This package is a wrapper around pygsheets
and uses the google sheets API to automatically log launched runs to a google sheet.
- Follow instructions from https://pyshark.com/google-sheets-api-using-python/ to make a google cloud console account (non CMU id)
- Use these instructions to make a service account and get a
credentials.json
: https://docs.gspread.org/en/latest/oauth2.html#for-bots-using-service-account - Make the spreadsheet and share it to the client email in the service account credentials
- Run
pip install ml_runlog
to install the package
To log data, add some code to the beginning of your training script. First, connect to the sheet you want to log to.
runlog = ml_runlog.MLRunlog(
creds_path, # path to credentials.json file
sheet_name # name of the sheet you want to log to
)
Data can be logged in the following way
runlog.log_data(
data_list=[
{
"timestamp": datetime.now(),
"run_name": run_name,
"run_url": run_url,
"machine": os.uname().nodename,
"script_name": sys.argv[0],
"log_dir": self.log_dir,
"commit_hash": get_current_commit_hash(),
"overrides": self.extract_overrides(sys.argv[1:]),
"task": self.args.task,
"ig_version": pkg_resources.get_distribution("isaacgym").version,
"artifact_url": artifact_url,
"comments": os.getenv("SHEET_LOGGER"),
}
],
verify_col_idx=1, # column index used to verify row data was logged correctly (optional)

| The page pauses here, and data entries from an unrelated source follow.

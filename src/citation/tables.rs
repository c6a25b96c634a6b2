//! Curated exception tables for the citation grammar.
//!
//! The long tail of irregular corpus prose is handled by data, not control
//! flow. The tables are bundled into the binary via `include_str!` and may be
//! replaced by an external TOML file with the same shape.

use std::collections::BTreeMap;
use std::path::Path;

use serde::{Deserialize, Serialize};

use crate::canon::BookCode;
use crate::error::{ConfigError, ConfigResult};
use crate::model::NodeKey;

const BUNDLED_TOML: &str = include_str!("../../data/citations.toml");

/// Immutable exception tables consulted by the parser, extractors and
/// topic corrector.
#[derive(Debug, Clone, Default, PartialEq, Serialize, Deserialize)]
#[serde(default)]
pub struct CitationTables {
    /// One-verse sections cited without a verse number, e.g. `"D&C 13"`.
    pub one_verse_sections: Vec<String>,
    /// Chapter-only fragments removed before matching, e.g. `"D&C 74."`.
    pub chapter_only: Vec<String>,
    /// Prefixes of citation texts that may legitimately yield no target.
    pub ignored_prefixes: Vec<String>,
    /// Prefixes of book fragments that are prose, not books.
    pub soft_skip_prefixes: Vec<String>,
    /// Prefixes of unnumbered verse elements that are skipped.
    pub verse_exceptions: Vec<String>,
    /// Book abbreviations whose pages contribute no references.
    pub reference_exempt_books: Vec<String>,
    /// Manual topic key overrides, abbreviated key to canonical key.
    pub topic_aliases: BTreeMap<String, String>,
}

impl CitationTables {
    /// The tables shipped with the crate.
    pub fn bundled() -> ConfigResult<Self> {
        Self::from_toml(BUNDLED_TOML, "(bundled citations.toml)")
    }

    /// Load replacement tables from a TOML file.
    pub fn load(path: &Path) -> ConfigResult<Self> {
        let content = std::fs::read_to_string(path).map_err(|e| ConfigError::Read {
            path: path.display().to_string(),
            source: e,
        })?;
        Self::from_toml(&content, &path.display().to_string())
    }

    fn from_toml(content: &str, origin: &str) -> ConfigResult<Self> {
        let tables: Self = toml::from_str(content).map_err(|e| ConfigError::Parse {
            path: origin.to_string(),
            message: e.to_string(),
        })?;
        tables.validate()?;
        Ok(tables)
    }

    /// Check every entry that names a book or topic.
    pub fn validate(&self) -> ConfigResult<()> {
        for section in &self.one_verse_sections {
            let valid = section
                .rsplit_once(' ')
                .is_some_and(|(book, number)| {
                    BookCode::from_abbrev(book).is_some() && number.parse::<u32>().is_ok()
                });
            if !valid {
                return Err(ConfigError::Invalid {
                    message: format!("one_verse_sections entry \"{section}\" is not `<book> <number>`"),
                });
            }
        }
        for book in &self.reference_exempt_books {
            if BookCode::from_abbrev(book).is_none() {
                return Err(ConfigError::Invalid {
                    message: format!("reference_exempt_books entry \"{book}\" is not a book"),
                });
            }
        }
        for (from, to) in &self.topic_aliases {
            for key in [from, to] {
                if !NodeKey::from(key.as_str()).is_topic() {
                    return Err(ConfigError::Invalid {
                        message: format!("topic_aliases entry \"{key}\" is not a TG/ITC key"),
                    });
                }
            }
        }
        Ok(())
    }

    pub fn is_ignored(&self, text: &str) -> bool {
        self.ignored_prefixes.iter().any(|p| text.starts_with(p.as_str()))
    }

    pub fn is_soft_skip(&self, fragment: &str) -> bool {
        self.soft_skip_prefixes
            .iter()
            .any(|p| fragment.starts_with(p.as_str()))
    }

    pub fn is_verse_exception(&self, text: &str) -> bool {
        self.verse_exceptions.iter().any(|p| text.starts_with(p.as_str()))
    }

    pub fn is_reference_exempt(&self, book: BookCode) -> bool {
        self.reference_exempt_books.iter().any(|b| b == book.abbrev())
    }

    pub fn topic_alias(&self, key: &NodeKey) -> Option<NodeKey> {
        self.topic_aliases
            .get(key.as_str())
            .map(|k| NodeKey::from(k.as_str()))
    }
}

#[cfg(test)]
mod tests {
    use super::*;

    #[test]
    fn bundled_tables_parse_and_validate() {
        let tables = CitationTables::bundled().unwrap();
        assert!(tables.one_verse_sections.contains(&"D&C 13".to_string()));
        assert!(tables.is_ignored("HEB wife"));
        assert!(tables.is_ignored("4 Ne. heading"));
        assert!(!tables.is_ignored("Prov. 22:1"));
        assert!(tables.is_verse_exception("After prayer, the minutes were read"));
    }

    #[test]
    fn every_alias_maps_topic_to_topic() {
        let tables = CitationTables::bundled().unwrap();
        for (from, to) in &tables.topic_aliases {
            assert!(NodeKey::from(from.as_str()).is_topic(), "{from}");
            assert!(NodeKey::from(to.as_str()).is_topic(), "{to}");
            assert_ne!(from, to);
        }
    }

    #[test]
    fn invalid_entries_are_rejected() {
        let err = CitationTables::from_toml("one_verse_sections = [\"Hezekiah 4\"]", "t").unwrap_err();
        assert!(matches!(err, ConfigError::Invalid { .. }));

        let err = CitationTables::from_toml("[topic_aliases]\n\"Faith\" = \"TG Faith\"", "t")
            .unwrap_err();
        assert!(matches!(err, ConfigError::Invalid { .. }));

        let err = CitationTables::from_toml("ignored_prefixes = 3", "t").unwrap_err();
        assert!(matches!(err, ConfigError::Parse { .. }));
    }

    #[test]
    fn load_from_file() {
        let dir = tempfile::TempDir::new().unwrap();
        let path = dir.path().join("tables.toml");
        std::fs::write(&path, "ignored_prefixes = [\"Footnote\"]\n").unwrap();
        let tables = CitationTables::load(&path).unwrap();
        assert!(tables.is_ignored("Footnote text"));
        assert!(tables.topic_aliases.is_empty());
    }
}
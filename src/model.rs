//! Core record types produced by extraction.
//!
//! A [`ScriptureGraph`] is the graph-of-record: verses and topics keyed by
//! their canonical [`NodeKey`], plus the raw list of references between them.
//! Every document contributes one `ScriptureGraph`, and the corpus is the
//! fold of those through [`ScriptureGraph::merge`].

use std::collections::BTreeMap;
use std::fmt;

use serde::{Deserialize, Serialize};

use crate::canon::{BookCode, verse_sort_key};

/// Canonical string identifier of a verse (`"1 Ne. 3:7"`) or topic
/// (`"TG Faith"`). Used as the graph's node identity.
#[derive(Debug, Clone, PartialEq, Eq, Hash, PartialOrd, Ord, Serialize, Deserialize)]
#[serde(transparent)]
pub struct NodeKey(String);

impl NodeKey {
    pub fn verse(book: BookCode, chapter: u32, verse: u32) -> Self {
        Self(format!("{book} {chapter}:{verse}"))
    }

    pub fn topic(source: GuidePrefix, title: &str) -> Self {
        Self(format!("{source} {title}"))
    }

    pub fn as_str(&self) -> &str {
        &self.0
    }

    /// Split a topic key into its guide prefix and title.
    ///
    /// Returns `None` for verse keys.
    pub fn as_topic(&self) -> Option<(GuidePrefix, &str)> {
        let (prefix, title) = self.0.split_once(' ')?;
        let source = GuidePrefix::from_code(prefix)?;
        Some((source, title))
    }

    pub fn is_topic(&self) -> bool {
        self.as_topic().is_some()
    }
}

impl fmt::Display for NodeKey {
    fn fmt(&self, f: &mut fmt::Formatter<'_>) -> fmt::Result {
        f.write_str(&self.0)
    }
}

impl From<&str> for NodeKey {
    fn from(s: &str) -> Self {
        Self(s.to_string())
    }
}

impl From<String> for NodeKey {
    fn from(s: String) -> Self {
        Self(s)
    }
}

impl AsRef<str> for NodeKey {
    fn as_ref(&self) -> &str {
        &self.0
    }
}

/// The study guide a topic belongs to.
#[derive(Debug, Clone, Copy, PartialEq, Eq, Hash, PartialOrd, Ord, Serialize, Deserialize)]
pub enum GuidePrefix {
    /// Topical Guide.
    #[serde(rename = "TG")]
    Tg,
    /// Index to the Triple Combination.
    #[serde(rename = "ITC")]
    Itc,
}

impl GuidePrefix {
    pub fn as_str(&self) -> &'static str {
        match self {
            Self::Tg => "TG",
            Self::Itc => "ITC",
        }
    }

    pub fn from_code(s: &str) -> Option<Self> {
        match s {
            "TG" => Some(Self::Tg),
            "ITC" => Some(Self::Itc),
            _ => None,
        }
    }

    /// The Study Helps book this guide is filed under.
    pub fn book(&self) -> Option<BookCode> {
        BookCode::from_abbrev(self.as_str())
    }
}

impl fmt::Display for GuidePrefix {
    fn fmt(&self, f: &mut fmt::Formatter<'_>) -> fmt::Result {
        f.write_str(self.as_str())
    }
}

/// A single verse. Identity is `(book, chapter, verse)`.
#[derive(Debug, Clone, PartialEq, Eq, Serialize, Deserialize)]
pub struct Verse {
    pub book: BookCode,
    pub chapter: u32,
    pub verse: u32,
    /// Verse text with verse numbers and footnote markers removed.
    pub text: Option<String>,
}

impl Verse {
    pub fn new(book: BookCode, chapter: u32, verse: u32, text: impl Into<String>) -> Self {
        Self {
            book,
            chapter,
            verse,
            text: Some(text.into()),
        }
    }

    pub fn key(&self) -> NodeKey {
        NodeKey::verse(self.book, self.chapter, self.verse)
    }

    pub fn sort_key(&self) -> (usize, u32, u32) {
        verse_sort_key(self.book, self.chapter, self.verse)
    }
}

/// A topical guide or index entry.
#[derive(Debug, Clone, PartialEq, Eq, Serialize, Deserialize)]
pub struct Topic {
    pub source: GuidePrefix,
    pub title: String,
}

impl Topic {
    pub fn new(source: GuidePrefix, title: impl Into<String>) -> Self {
        Self {
            source,
            title: title.into(),
        }
    }

    pub fn key(&self) -> NodeKey {
        NodeKey::topic(self.source, &self.title)
    }
}

/// A directed edge candidate from a citing node to a cited node.
#[derive(Debug, Clone, PartialEq, Eq, Hash, Serialize, Deserialize)]
pub struct Reference {
    pub source: NodeKey,
    pub target: NodeKey,
}

impl Reference {
    pub fn new(source: impl Into<NodeKey>, target: impl Into<NodeKey>) -> Self {
        Self {
            source: source.into(),
            target: target.into(),
        }
    }
}

/// Accumulated verses, topics and references.
///
/// Verses and topics merge last-write-wins by key; references append
/// without deduplication (that happens when the graph is built).
#[derive(Debug, Clone, Default)]
pub struct ScriptureGraph {
    pub verses: BTreeMap<NodeKey, Verse>,
    pub topics: BTreeMap<NodeKey, Topic>,
    pub references: Vec<Reference>,
}

impl ScriptureGraph {
    pub fn new() -> Self {
        Self::default()
    }

    pub fn insert_verse(&mut self, verse: Verse) {
        self.verses.insert(verse.key(), verse);
    }

    pub fn insert_topic(&mut self, topic: Topic) {
        self.topics.insert(topic.key(), topic);
    }

    pub fn push_reference(&mut self, reference: Reference) {
        self.references.push(reference);
    }

    /// Fold another document's records into this one.
    pub fn merge(&mut self, other: ScriptureGraph) {
        self.verses.extend(other.verses);
        self.topics.extend(other.topics);
        self.references.extend(other.references);
    }

    pub fn is_empty(&self) -> bool {
        self.verses.is_empty() && self.topics.is_empty() && self.references.is_empty()
    }
}
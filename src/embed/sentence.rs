//! Sentence embeddings from a local ONNX model, via fastembed.
//!
//! The model is downloaded to the fastembed cache on first use.

use std::sync::Mutex;

use fastembed::{EmbeddingModel, InitOptions, TextEmbedding};
use tracing::info;

use crate::error::{SimilarityError, SimilarityResult};

use super::TextEmbedder;

/// A pretrained sentence encoder.
pub struct SentenceEmbedder {
    model: Mutex<TextEmbedding>,
    name: String,
    dimension: usize,
}

impl SentenceEmbedder {
    /// Load a model by name, e.g. `"all-MiniLM-L6-v2"` or
    /// `"BAAI/bge-small-en-v1.5"`.
    pub fn new(name: &str) -> SimilarityResult<Self> {
        let (model, dimension) = model_for(name).ok_or_else(|| SimilarityError::UnknownModel {
            model: name.to_string(),
        })?;
        let options = InitOptions::new(model).with_show_download_progress(true);
        let embedding = TextEmbedding::try_new(options).map_err(|e| SimilarityError::Model {
            model: name.to_string(),
            message: e.to_string(),
        })?;
        info!(model = name, dimension, "loaded sentence model");
        Ok(Self {
            model: Mutex::new(embedding),
            name: name.to_string(),
            dimension,
        })
    }

    pub fn name(&self) -> &str {
        &self.name
    }
}

impl TextEmbedder for SentenceEmbedder {
    fn embed(&self, texts: &[&str]) -> SimilarityResult<Vec<Vec<f32>>> {
        if texts.is_empty() {
            return Ok(Vec::new());
        }
        let failed = |message: String| SimilarityError::Model {
            model: self.name.clone(),
            message,
        };
        let mut model = self
            .model
            .lock()
            .map_err(|_| failed("model lock poisoned".into()))?;
        model
            .embed(texts.to_vec(), Some(self.max_batch_size()))
            .map_err(|e| failed(e.to_string()))
    }

    fn dimension(&self) -> usize {
        self.dimension
    }

    fn max_batch_size(&self) -> usize {
        32
    }
}

/// The fastembed model and output dimension for a model name.
fn model_for(name: &str) -> Option<(EmbeddingModel, usize)> {
    let name = name.rsplit('/').next().unwrap_or(name);
    match name {
        "all-MiniLM-L6-v2" => Some((EmbeddingModel::AllMiniLML6V2, 384)),
        "all-MiniLM-L12-v2" => Some((EmbeddingModel::AllMiniLML12V2, 384)),
        "bge-small-en-v1.5" => Some((EmbeddingModel::BGESmallENV15, 384)),
        "bge-base-en-v1.5" => Some((EmbeddingModel::BGEBaseENV15, 768)),
        "bge-large-en-v1.5" => Some((EmbeddingModel::BGELargeENV15, 1024)),
        _ => None,
    }
}

#[cfg(test)]
mod tests {
    use super::*;
    use crate::embed::angular_similarity;

    #[test]
    fn model_names_map_with_or_without_owner() {
        assert_eq!(model_for("all-MiniLM-L6-v2").map(|(_, d)| d), Some(384));
        assert_eq!(
            model_for("sentence-transformers/all-MiniLM-L6-v2").map(|(_, d)| d),
            Some(384)
        );
        assert_eq!(model_for("BAAI/bge-base-en-v1.5").map(|(_, d)| d), Some(768));
        assert!(model_for("universal-sentence-encoder").is_none());
    }

    #[test]
    fn unknown_model_fails_before_loading() {
        let err = SentenceEmbedder::new("universal-sentence-encoder").err().unwrap();
        assert!(matches!(err, SimilarityError::UnknownModel { .. }));
    }

    #[test]
    #[ignore = "requires model download"]
    fn paraphrases_score_above_unrelated_text() {
        let embedder = SentenceEmbedder::new("all-MiniLM-L6-v2").unwrap();
        let v = embedder
            .embed(&[
                "ask and it shall be given you seek and ye shall find",
                "whoso requesteth receiveth whoso searcheth discovereth",
                "the tame olive tree waxed old and began to decay",
            ])
            .unwrap();
        assert_eq!(v[0].len(), embedder.dimension());
        assert!(angular_similarity(&v[0], &v[1]) > angular_similarity(&v[0], &v[2]));
    }
}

verify_timeout=10, # maximum amount of time for which data logging is retried before returning
sno=sno, # specify which row to log to, if ommitted entry is added to the first empty row
)
Each run of the script will append a new row to the sheet which can then be moved around as needed. If a row needs to be added at a specified location the sno
keyword argument can be supplied.
Runs can be retrieved by serial number as follows. The retrieved data can be used by a script that fetches configs from wandb or runs eval.
worksheet = runlog.gc.open(runlog.sheet_name)[runlog.worksheet_idx]
df = worksheet.get_as_df()
row = df.iloc[idx].tolist()